> **MATERIAL PROVIDED**
//! The AST adapter (spec §4.1).
//!
//! Wraps the external parser (`ruff_python_parser`) and exposes a narrow,
//! kind-tagged view of the input parse tree. The lowerer dispatches on
//! `Stmt`/`Expr` directly; this module only supplies the bits that are
//! awkward to spell inline at every call site: parsing, kind names for
//! diagnostics, and the CPS-callee heuristic.

use ruff_python_ast::{self as ast, Expr, ModModule};
use ruff_python_parser::{Mode, ParseOptions, parse_unchecked};

use crate::error::TransformError;

/// Parses a whole module of surface source. Parse failures become a fatal
/// `TransformError::parse`, naming the first diagnostic ruff reports.
pub fn parse_source(source: &str) -> Result<ModModule, TransformError> {
    let parsed = parse_unchecked(source, ParseOptions::from(Mode::Module));
    if let Some(error) = parsed.errors().first() {
        return Err(TransformError::parse(format!("{error}")));
    }
    match parsed.into_syntax() {
        ast::Mod::Module(module) => Ok(module),
        ast::Mod::Expression(_) => Err(TransformError::parse("expected a module, found a bare expression")),
    }
}

/// The kind name used in `UnsupportedConstruct` diagnostics (spec §4.1, S6).
pub fn stmt_kind(stmt: &ast::Stmt) -> &'static str {
    match stmt {
        ast::Stmt::FunctionDef(_) => "FunctionDef",
        ast::Stmt::ClassDef(_) => "ClassDef",
        ast::Stmt::Return(_) => "Return",
        ast::Stmt::Delete(_) => "Delete",
        ast::Stmt::Assign(_) => "Assign",
        ast::Stmt::AugAssign(_) => "AugAssign",
        ast::Stmt::AnnAssign(_) => "AnnAssign",
        ast::Stmt::TypeAlias(_) => "TypeAlias",
        ast::Stmt::For(_) => "for",
        ast::Stmt::While(_) => "While",
        ast::Stmt::If(_) => "If",
        ast::Stmt::With(_) => "with",
        ast::Stmt::Match(_) => "match",
        ast::Stmt::Raise(_) => "raise",
        ast::Stmt::Try(_) => "try",
        ast::Stmt::Assert(_) => "assert",
        ast::Stmt::Import(_) => "Import",
        ast::Stmt::ImportFrom(_) => "ImportFrom",
        ast::Stmt::Global(_) => "global",
        ast::Stmt::Nonlocal(_) => "nonlocal",
        ast::Stmt::Expr(_) => "Expr",
        ast::Stmt::Pass(_) => "Pass",
        ast::Stmt::Break(_) => "break",
        ast::Stmt::Continue(_) => "continue",
        ast::Stmt::IpyEscapeCommand(_) => "IpyEscapeCommand",
    }
}

/// The kind name used in `UnsupportedConstruct` diagnostics for expressions.
pub fn expr_kind(expr: &Expr) -> &'static str {
    match expr {
        Expr::BoolOp(_) => "BoolOp",
        Expr::Named(_) => "named expression (`:=`)",
        Expr::BinOp(_) => "BinOp",
        Expr::UnaryOp(_) => "UnaryOp",
        Expr::Lambda(_) => "lambda",
        Expr::If(_) => "conditional expression",
        Expr::Dict(_) => "dict literal",
        Expr::Set(_) => "set literal",
        Expr::ListComp(_) => "list comprehension",
        Expr::SetComp(_) => "set comprehension",
        Expr::DictComp(_) => "dict comprehension",
        Expr::Generator(_) => "generator expression",
        Expr::Await(_) => "await",
        Expr::Yield(_) => "yield",
        Expr::YieldFrom(_) => "yield from",
        Expr::Compare(_) => "Compare",
        Expr::Call(_) => "Call",
        Expr::FString(_) => "f-string",
        Expr::StringLiteral(_) => "string literal",
        Expr::BytesLiteral(_) => "bytes literal",
        Expr::NumberLiteral(_) => "Num",
        Expr::BooleanLiteral(_) => "boolean literal",
        Expr::NoneLiteral(_) => "None literal",
        Expr::EllipsisLiteral(_) => "ellipsis literal",
        Expr::Attribute(_) => "Attribute",
        Expr::Subscript(_) => "subscript",
        Expr::Starred(_) => "starred expression",
        Expr::Name(_) => "Name",
        Expr::List(_) => "list literal",
        Expr::Tuple(_) => "tuple literal",
        Expr::Slice(_) => "slice",
        Expr::IpyEscapeCommand(_) => "IpyEscapeCommand",
    }
}

/// A call's callee is a "CPS call" (spec §4.2.1) iff, spelled syntactically
/// as a bare name or the final attribute of a chain, it starts with
/// `prefix`. No type- or binding-based analysis is performed — a variable
/// that happens to be bound to a CPS function at runtime but is invoked
/// through an unprefixed name is silently treated as a plain call. This is
/// a deliberate design simplification the source preserves, not a bug.
pub fn callee_is_cps(callee: &Expr, prefix: &str) -> bool {
    match callee {
        Expr::Name(name) => name.id.as_str().starts_with(prefix),
        Expr::Attribute(attr) => attr.attr.as_str().starts_with(prefix),
        _ => false,
    }
}

/// True for an unqualified call to the surface language's `print`, which is
/// lowered to the dedicated `Print` IR node rather than a plain `Call`
/// (spec_full.md §2, "print as a distinguished IR kind").
pub fn callee_is_print(callee: &Expr) -> bool {
    matches!(callee, Expr::Name(name) if name.id.as_str() == "print")
}

/// True when a decorator expression is the bare name `cps_manual`.
pub fn is_cps_manual_decorator(expr: &Expr) -> bool {
    matches!(expr, Expr::Name(name) if name.id.as_str() == "cps_manual")
}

> **TRY IT**
All lines from the first line of the listing above through the line containing "bits that are" are to be retyped exactly. Leave out any other line.

> **OUTPUT BELOW**
//! The AST adapter (spec §4.1).
//!
//! Wraps the external parser (`ruff_python_parser`) and exposes a narrow,
//! kind-tagged view of the input parse tree. The lowerer dispatches on
//! `Stmt`/`Expr` directly; this module only supplies the bits that are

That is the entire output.